REQUIRED ACTION
What is the number of lines in the records that contain "running"? Give only that number.

======== MATERIAL PROVIDED

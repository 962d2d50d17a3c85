//! DOM storage backend.
//!
//! This module owns the data behind HTML5 **localStorage** and
//! **sessionStorage** for one browser profile: the object graph, its
//! persistence, change notifications and the cleanup of stale session data.
//!
//! # Concepts
//!
//! - **Map** ([`StorageMap`]): an ordered key/value table. Maps are shared
//!   between areas after a namespace clone and copied on the first divergent
//!   write.
//! - **Area** ([`StorageArea`]): the storage of one origin in one namespace.
//!   Mutations go through the area so observers fire and commits get queued.
//! - **Namespace** ([`StorageNamespace`]): areas keyed by origin. There is one
//!   local namespace per context (id 0) and any number of session namespaces,
//!   each with a persistent id that survives restarts.
//! - **Context** ([`StorageContext`]): owns the namespaces, the stores, the
//!   observer table and the [`Scavenger`].
//!
//! # Threading
//!
//! Every mutation needs `&mut StorageContext`. In a running browser the context
//! is moved into a [`StorageWorker`] task (the single background sequence) and
//! reached from any thread through a cloneable [`StorageHandle`]. Id allocation
//! is lock-free and never leaves the calling thread.
//!
//! # Example
//!
//! ```no_run
//! use gosub_dom_storage::config::ContextConfig;
//! use gosub_dom_storage::storage::{StorageContext, StorageWorker, LOCAL_STORAGE_NAMESPACE_ID};
//! use url::Url;
//!
//! # async fn run() -> Result<(), Box<dyn std::error::Error>> {
//! let config = ContextConfig::builder()
//!     .localstorage_directory("/tmp/profile/Local Storage")
//!     .build()?;
//! let (storage, _task) = StorageWorker::spawn(StorageContext::new(config)?);
//!
//! let page = Url::parse("https://example.com/index.html")?;
//! storage.set_item(LOCAL_STORAGE_NAMESPACE_ID, &page.origin(), "theme", "dark", &page).await?;
//!
//! let tab = storage.allocate_session_id();
//! storage.create_session_namespace(tab, &storage.allocate_persistent_session_id()).await?;
//! storage.shutdown().await?;
//! # Ok(()) }
//! ```

/// Storage area, the per-origin container.
pub mod area;
/// Persistence seams: store traits and per-area bindings.
pub mod backing;
/// Commands processed by the background sequence.
pub mod command;
/// The context, root of the storage object graph.
pub mod context;
/// Change events and observers.
pub mod event;
/// Cross-thread handle to a running worker.
pub mod handle;
/// Namespace ids and their allocation.
pub mod ids;
/// The shared key/value map.
pub mod map;
/// Namespaces of areas.
pub mod namespace;
/// Retention policies.
pub mod policy;
/// Reclamation of unused session storage.
pub mod scavenger;
/// Origins, usage records and memory accounting.
pub mod types;
/// The background sequence.
pub mod worker;

/// Local storage database implementations.
pub mod local {
    /// In-memory local storage database.
    pub mod in_memory;
    /// SQLite-backed local storage database.
    #[cfg(feature = "sqlite_storage")]
    pub mod sqlite_store;
}

/// Session storage database implementations.
pub mod session {
    /// In-memory session storage database.
    pub mod in_memory;
    /// SQLite-backed session storage database.
    #[cfg(feature = "sqlite_storage")]
    pub mod sqlite_store;
}

pub use area::StorageArea;
pub use backing::{CommitBatch, LocalStorageDatabase, SessionStorageDatabase};
pub use context::StorageContext;
pub use event::{AreaId, BroadcastObserver, EventBus, ObserverId, StorageEvent, StorageObserver, Subscription};
pub use handle::StorageHandle;
pub use ids::{NamespaceId, SessionIdAllocator, LOCAL_STORAGE_NAMESPACE_ID};
pub use local::in_memory::InMemoryLocalStorageDatabase;
pub use map::StorageMap;
pub use namespace::StorageNamespace;
pub use policy::{NoExtraRetention, RetainWhenForced, SessionRetentionPolicy, SpecialStoragePolicy, StaticStoragePolicy};
pub use scavenger::{ScavengePhase, Scavenger};
pub use session::in_memory::InMemorySessionStorageDatabase;
pub use types::{LocalStorageUsageInfo, MemoryUsage, SessionStorageUsageInfo};
pub use worker::StorageWorker;

#[cfg(feature = "sqlite_storage")]
pub use local::sqlite_store::SqliteLocalStorageDatabase;
#[cfg(feature = "sqlite_storage")]
pub use session::sqlite_store::SqliteSessionStorageDatabase;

================

TASK RESULT
2